Der Gewinner des Kleinkunst-Preises Baden-Württembergs verglich die aktuelle Regierung mit einem Hühnerhaufen – nicht ohne dies gleich wieder zu widerlegen, schließlich hätten Hühner Eier. Als Schriftsteller schreibe er selbst gerade ein Buch, darüber, was Politikern peinlich ist. „Es hat nur vier Seiten, inklusive Umschlag.“

Auch das Thema Flüchtlinge fand natürlich Platz in seinem Programm: Früher war es der Sarotti-Mohr, der am Bankschalter um Spenden bat, „50 Jahre später kommen die Menschen persönlich zu uns und man fragt sich, was haben die Spenden gebracht, mit denen wir dachte uns frei zu kaufen.“

Knallhart analysiert: Optimierungswahn führt ins Burnout

Aber er ging noch weiter: Er stellte die geplante „Pflegeversicherung 3“ in Aussicht, bei der statt Pflegeleistungen Sprachkurse abgerechnet werden könnten, da man schließlich nicht auf Kroatisch, Rumänisch oder Chinesisch „Wisch‘ mir den Po!“ fordern könne. Er kritisierte die Privatisierung der Verantwortung, bei der man derart über den Tisch gezogen werde, dass man die entstehende „Reibungshitze als Nestwärme“ empfinde. „Wir müssen uns der Politik anpassen, an uns arbeiten, organisieren und mobil sein.“ Mit großartigen Gesten, Mimik und Ton verdeutlichte er das Problem anhand einer Szene im Ehebett, wo des nächtens die Eheleute den nächsten Tag planen – flexibel, mobil, allgegenwärtig. Zum Schluss stillt der Dachdecker das Baby, das Pony operiert die Herrentorte in München und Mutti kann endlich wieder schlafen – bis zum Burnout, der Arbeitslosigkeit oder Altersarmut.

Thomas Freitag als Frank W. im Beichtstuhl... leider findet er nicht das Gehör. Der Pfarrer hat andere Sorgen!

Thomas Freitag als Frank Weber im Beichtstuhl… leider findet er nicht das Gehör. Der Pfarrer hat andere Sorgen!

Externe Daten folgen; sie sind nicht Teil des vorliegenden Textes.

// File: probe_integration_tests.rs
// SPDX-License-Identifier: MIT OR Apache-2.0
//
// Copyright (c) 2025
// - Volker Schwaberow <volker@schwaberow.de>

mod common;

use common::*;
use rreflect::dispatcher::Dispatcher;
use rreflect::error::ProbeError;
use rreflect::getstate::GetState;
use rreflect::prober::{ProbeOutcome, Prober};
use rreflect::report::{MemoryReport, OutputFormat};
use std::sync::Arc;
use tokio::sync::mpsc;
use wiremock::matchers::{method, path};
use wiremock::{Mock, ResponseTemplate};

fn prober() -> Prober {
    Prober::new(&test_config(1, 0)).unwrap()
}

#[tokio::test]
async fn test_reflected_parameter_is_detected() {
    let server = setup_mock_server().await;
    mount_reflecting(&server, "/a", "x").await;

    let outcome = prober()
        .probe(&format!("{}/a?x=1&y=2", server.uri()))
        .await
        .unwrap();

    assert_eq!(
        outcome,
        ProbeOutcome::Reflected(
            format!("{}/a?x={}&y={}", server.uri(), MARKER, MARKER)
                .parse()
                .unwrap()
        )
    );
}

#[tokio::test]
async fn test_non_reflecting_endpoint_is_clean() {
    let server = setup_mock_server().await;
    mount_static(&server, "/search", "<html>No results</html>").await;

    let outcome = prober()
        .probe(&format!("{}/search?q=rust", server.uri()))
        .await
        .unwrap();

    assert!(!outcome.is_reflected());
    assert_eq!(outcome.url().query(), Some("q=MARK123"));
}

#[tokio::test]
async fn test_request_sends_marker_for_every_parameter() {
    let server = setup_mock_server().await;
    mount_static(&server, "/multi", "ok").await;

    prober()
        .probe(&format!("{}/multi?b=2&a=1&a=3", server.uri()))
        .await
        .unwrap();

    let requests = server.received_requests().await.unwrap();
    assert_eq!(requests.len(), 1);
    assert_eq!(requests[0].url.query(), Some("a=MARK123&b=MARK123"));
}

#[tokio::test]
async fn test_no_params_with_marker_in_body_is_still_reported() {
    let server = setup_mock_server().await;
    mount_static(&server, "/static", "this page mentions MARK123 on its own").await;

    let outcome = prober()
        .probe(&format!("{}/static", server.uri()))
        .await
        .unwrap();

    assert!(outcome.is_reflected());
    assert_eq!(outcome.url().query(), None);
}

#[tokio::test]
async fn test_no_params_plain_body_is_clean() {
    let server = setup_mock_server().await;
    mount_static(&server, "/b", "plain page").await;

    let outcome = prober()
        .probe(&format!("{}/b", server.uri()))
        .await
        .unwrap();

    assert_eq!(outcome, ProbeOutcome::Clean(format!("{}/b", server.uri()).parse().unwrap()));
}

#[tokio::test]
async fn test_status_code_does_not_matter() {
    let server = setup_mock_server().await;
    Mock::given(method("GET"))
        .and(path("/missing"))
        .respond_with(ResponseTemplate::new(404).set_body_string("Not found: MARK123"))
        .mount(&server)
        .await;

    let outcome = prober()
        .probe(&format!("{}/missing?id=7", server.uri()))
        .await
        .unwrap();

    assert!(outcome.is_reflected());
}

#[tokio::test]
async fn test_match_is_case_sensitive() {
    let server = setup_mock_server().await;
    mount_static(&server, "/lower", "you searched for mark123").await;

    let outcome = prober()
        .probe(&format!("{}/lower?q=1", server.uri()))
        .await
        .unwrap();

    assert!(!outcome.is_reflected());
}

#[tokio::test]
async fn test_connection_failure_is_request_error() {
    let listener = std::net::TcpListener::bind("127.0.0.1:0").unwrap();
    let port = listener.local_addr().unwrap().port();
    drop(listener);

    let err = prober()
        .probe(&format!("http://127.0.0.1:{}/a?x=1", port))
        .await
        .unwrap_err();

    assert!(matches!(err, ProbeError::Request { .. }));
    assert_eq!(err.url(), format!("http://127.0.0.1:{}/a?x=MARK123", port));
}

#[tokio::test]
async fn test_truncated_body_is_body_error() {
    let addr = spawn_truncated_body_server().await;

    let err = prober()
        .probe(&format!("http://{}/a?x=1", addr))
        .await
        .unwrap_err();

    match err {
        ProbeError::Body { url, .. } => {
            assert_eq!(url, format!("http://{}/a?x=MARK123", addr));
        }
        other => panic!("expected a body read failure, got {:?}", other),
    }
}

#[tokio::test]
async fn test_truncated_body_still_completes_dispatch() {
    let addr = spawn_truncated_body_server().await;
    let sink = Arc::new(MemoryReport::new(OutputFormat::Json));
    let state = Arc::new(GetState::new());
    let dispatcher = Dispatcher::new(Arc::new(prober()), sink.clone(), Arc::clone(&state));

    let (tx, rx) = mpsc::channel(1);
    tx.send(format!("http://{}/a?x=1", addr)).await.unwrap();
    drop(tx);

    let summary = dispatcher.run(rx).await;

    assert_eq!(summary.dispatched, 1);
    assert_eq!(summary.completed, summary.dispatched);
    assert_eq!(state.failed(), 1);
    assert!(sink.lines().is_empty());
}
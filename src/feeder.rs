// File: feeder.rs
// SPDX-License-Identifier: MIT OR Apache-2.0
//
// Copyright (c) 2025
// - Volker Schwaberow <volker@schwaberow.de>

use log::{debug, trace};
use std::time::Duration;
use tokio::io::{AsyncBufRead, AsyncBufReadExt};
use tokio::sync::mpsc::Sender;

use crate::config::ConfigParameter;
use crate::error::FeedError;

/// Reads input lines and pushes them into the work queue, one per delay
/// interval.
#[derive(Debug, Clone)]
pub struct Feeder {
    delay: Duration,
}

impl Feeder {
    pub fn new(config: &ConfigParameter) -> Self {
        Feeder {
            delay: config.delay_duration(),
        }
    }

    /// Feeds every line of `source` into `queue` and returns how many were
    /// queued. The queue is closed when this returns, whatever the outcome.
    ///
    /// The delay starts once a send has completed, so time spent blocked on
    /// a full queue never shortens the gap to the next emission.
    pub async fn run<R>(&self, source: R, queue: Sender<String>) -> Result<usize, FeedError>
    where
        R: AsyncBufRead + Unpin,
    {
        let mut lines = source.lines();
        let mut fed = 0usize;

        loop {
            let line = match lines.next_line().await {
                Ok(Some(line)) => line,
                Ok(None) => break,
                Err(source) => return Err(FeedError::Read { fed, source }),
            };
            trace!("Queueing {}", line);
            queue
                .send(line)
                .await
                .map_err(|_| FeedError::QueueClosed { fed })?;
            fed += 1;

            if !self.delay.is_zero() {
                tokio::time::sleep(self.delay).await;
            }
        }

        debug!("Input exhausted after {} line(s), closing queue", fed);
        Ok(fed)
    }
}
/*
Copyright 2022 Volker Schwaberow <volker@schwaberow.de>
Permission is hereby granted, free of charge, to any person obtaining a
copy of this software and associated documentation files (the
"Software"), to deal in the Software without restriction, including without
limitation the rights to use, copy, modify, merge, publish, distribute,
sublicense, and/or sell copies of the Software, and to permit persons to whom the
Software is furnished to do so, subject to the following conditions:
The above copyright notice and this permission notice shall be
included in all copies or substantial portions of the Software.
THE SOFTWARE IS PROVIDED "AS IS", WITHOUT WARRANTY OF ANY KIND, EXPRESS
OR IMPLIED, INCLUDING BUT NOT LIMITED TO THE WARRANTIES OF
MERCHANTABILITY, FITNESS FOR A PARTICULAR PURPOSE AND NONINFRINGEMENT. IN NO EVENT
SHALL THE AUTHORS OR COPYRIGHT HOLDERS BE LIABLE FOR ANY CLAIM, DAMAGES OR
OTHER LIABILITY, WHETHER IN AN ACTION OF CONTRACT, TORT OR OTHERWISE,
ARISING FROM, OUT OF OR IN CONNECTION WITH THE SOFTWARE OR THE USE OR OTHER
DEALINGS IN THE SOFTWARE.
Author(s): Volker Schwaberow
*/

use std::sync::atomic::{AtomicUsize, Ordering};

/// Outcome counters shared by every probe of a run.
#[derive(Debug, Default)]
pub struct GetState {
    reflected: AtomicUsize,
    clean: AtomicUsize,
    failed: AtomicUsize,
}

#[derive(Debug, Clone, Copy, PartialEq, Eq, Default)]
pub struct StateSnapshot {
    pub reflected: usize,
    pub clean: usize,
    pub failed: usize,
}

impl StateSnapshot {
    pub fn total(&self) -> usize {
        self.reflected + self.clean + self.failed
    }
}

impl GetState {
    pub fn new() -> GetState {
        GetState::default()
    }

    pub fn add_reflected(&self) {
        self.reflected.fetch_add(1, Ordering::Relaxed);
    }

    pub fn add_clean(&self) {
        self.clean.fetch_add(1, Ordering::Relaxed);
    }

    pub fn add_failure(&self) {
        self.failed.fetch_add(1, Ordering::Relaxed);
    }

    pub fn reflected(&self) -> usize {
        self.reflected.load(Ordering::Relaxed)
    }

    pub fn clean(&self) -> usize {
        self.clean.load(Ordering::Relaxed)
    }

    pub fn failed(&self) -> usize {
        self.failed.load(Ordering::Relaxed)
    }

    pub fn snapshot(&self) -> StateSnapshot {
        StateSnapshot {
            reflected: self.reflected(),
            clean: self.clean(),
            failed: self.failed(),
        }
    }
}
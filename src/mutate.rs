// File: mutate.rs
// SPDX-License-Identifier: MIT OR Apache-2.0
//
// Copyright (c) 2025
// - Volker Schwaberow <volker@schwaberow.de>

use std::collections::BTreeMap;
use url::Url;

/// A parsed input URL together with its query parameters.
///
/// Duplicate keys collapse to the last value seen, so every key appears
/// exactly once in the mapping and once in any rebuilt query string.
#[derive(Debug, Clone)]
pub struct ParsedRequest {
    url: Url,
    params: BTreeMap<String, String>,
}

impl ParsedRequest {
    pub fn parse(raw: &str) -> Result<Self, url::ParseError> {
        Url::parse(raw).map(Self::from_url)
    }

    pub fn from_url(url: Url) -> Self {
        let params = url
            .query_pairs()
            .map(|(k, v)| (k.into_owned(), v.into_owned()))
            .collect();
        Self { url, params }
    }

    pub fn url(&self) -> &Url {
        &self.url
    }

    pub fn params(&self) -> &BTreeMap<String, String> {
        &self.params
    }

    pub fn substitution(&self, marker: &str) -> MarkerSubstitution {
        MarkerSubstitution::new(self.params.keys(), marker)
    }

    /// Builds the request URL with every query value replaced by `marker`.
    pub fn mutated(&self, marker: &str) -> Url {
        self.substitution(marker).apply(&self.url)
    }
}

/// Maps every query key of a request to the reflection marker.
#[derive(Debug, Clone, PartialEq, Eq)]
pub struct MarkerSubstitution {
    values: BTreeMap<String, String>,
}

impl MarkerSubstitution {
    pub fn new<I, K>(keys: I, marker: &str) -> Self
    where
        I: IntoIterator<Item = K>,
        K: Into<String>,
    {
        let values = keys
            .into_iter()
            .map(|k| (k.into(), marker.to_string()))
            .collect();
        Self { values }
    }

    pub fn keys(&self) -> impl Iterator<Item = &str> {
        self.values.keys().map(String::as_str)
    }

    pub fn get(&self, key: &str) -> Option<&str> {
        self.values.get(key).map(String::as_str)
    }

    pub fn len(&self) -> usize {
        self.values.len()
    }

    pub fn is_empty(&self) -> bool {
        self.values.is_empty()
    }

    /// Rebuilds the query of `url` from this substitution. Keys come out
    /// sorted and form-urlencoded; scheme, host, path and fragment are kept.
    pub fn apply(&self, url: &Url) -> Url {
        let mut mutated = url.clone();
        if self.values.is_empty() {
            mutated.set_query(None);
            return mutated;
        }
        {
            let mut pairs = mutated.query_pairs_mut();
            pairs.clear();
            pairs.extend_pairs(self.values.iter());
        }
        mutated
    }
}
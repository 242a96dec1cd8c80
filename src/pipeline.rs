// File: pipeline.rs
// SPDX-License-Identifier: MIT OR Apache-2.0
//
// Copyright (c) 2025
// - Volker Schwaberow <volker@schwaberow.de>

use log::info;
use std::sync::Arc;
use tokio::io::AsyncBufRead;
use tokio::sync::mpsc;

use crate::config::ConfigParameter;
use crate::dispatcher::Dispatcher;
use crate::error::FeedError;
use crate::feeder::Feeder;
use crate::getstate::{GetState, StateSnapshot};
use crate::prober::Prober;
use crate::report::ReportSink;

#[derive(Debug, Clone, Copy, PartialEq, Eq)]
pub struct RunSummary {
    pub fed: usize,
    pub dispatched: usize,
    pub completed: usize,
    pub outcomes: StateSnapshot,
}

/// Result of a full run. `feed_error` carries the feeder error, if any; the probes
/// that were queued before it happened have still run to completion.
#[derive(Debug)]
pub struct RunReport {
    pub summary: RunSummary,
    pub feed_error: Option<FeedError>,
}

pub struct Pipeline {
    config: ConfigParameter,
    prober: Arc<Prober>,
    sink: Arc<dyn ReportSink>,
}

impl Pipeline {
    pub fn new(config: ConfigParameter, prober: Prober, sink: Arc<dyn ReportSink>) -> Self {
        Pipeline {
            config,
            prober: Arc::new(prober),
            sink,
        }
    }

    /// Runs the feeder and dispatcher side by side until the source is
    /// exhausted and every probe has finished.
    pub async fn run<R>(&self, source: R) -> RunReport
    where
        R: AsyncBufRead + Unpin,
    {
        let (tx, rx) = mpsc::channel(self.config.rate());
        let state = Arc::new(GetState::new());
        let feeder = Feeder::new(&self.config);
        let dispatcher = Dispatcher::new(
            Arc::clone(&self.prober),
            Arc::clone(&self.sink),
            Arc::clone(&state),
        );

        info!(
            "Starting probe run: rate={} delay={}ms marker={}",
            self.config.rate(),
            self.config.delay(),
            self.config.reflect()
        );

        let (fed, dispatch) = tokio::join!(feeder.run(source, tx), dispatcher.run(rx));

        let (fed, feed_error) = match fed {
            Ok(count) => (count, None),
            Err(e) => (e.fed(), Some(e)),
        };

        let summary = RunSummary {
            fed,
            dispatched: dispatch.dispatched,
            completed: dispatch.completed,
            outcomes: state.snapshot(),
        };
        info!(
            "{} URL(s) probed: {} reflected, {} clean, {} failed",
            summary.completed,
            summary.outcomes.reflected,
            summary.outcomes.clean,
            summary.outcomes.failed
        );

        RunReport {
            summary,
            feed_error,
        }
    }
}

Ohne wilden Klamauk – fast poetisch und geradezu surreal – Freitags Darstellung der Beichte von Bankangestellten Frank Weber, der getrieben vom schlechten Gewissen seinen 10.000-Euro-Diebstahl beichten möchte und sich nicht ernst genommen schnell wieder in die Kindheit zurückversetzt fühlte, als er sich das „Schienbeintreten“ ausdachte, um überhaupt etwas bei der Beichte sagen zu können – schließlich sei die Beichte in seiner Jugendzeit der Adrenalinkick schlechthin gewesen, ähnlich wie heute das S-Bahn-Surfen. Einen solche Kick wünschte sich wohl auch der Beichtvater, der statt die Absolution zu erteilen lieber sein Leid über zunehmende Respektlosigkeit gegenüber moralischer Instanzen und die mangelnde Wahlbeteiligung klagt und tiefe Einblicke in das Gemeindeleben gab, an dem nur noch wenige Gläubige über 90 Jahre teilnehmen, denen man die Bibel allerdings nicht mehr vorlesen müsse, da „sie alles selbst miterlebt haben“!

Der messerscharfe Analytiker nahm den Bildungsstand unter die Lupe. So zitierte er an dieser Stelle Shakespeares „Romeo und Julia“ und brach herunter, wie Mercutio heute parlieren würde: „Ich mach dich Krankenhaus!“ Bildungsstand und Betreuungsplätze bewegten Freitag sehr, aber auch den Bibliothekar Schüttlöffler, dessen Wut sich gegen den Zeitgeist und politischen Irrsinn richtet, gegen angebliche Alternativlosigkeit, gegen das Sparen an der Kultur, Kapitalismus und Gleichmacherei – unterhaltsam und böse das Szenario gegen den Kulturkahlschlag, bei dem sich Schüttlöffler nicht anders zu helfen weiß, als sich mit seinen Büchern als Geiseln zu verbarrikadieren.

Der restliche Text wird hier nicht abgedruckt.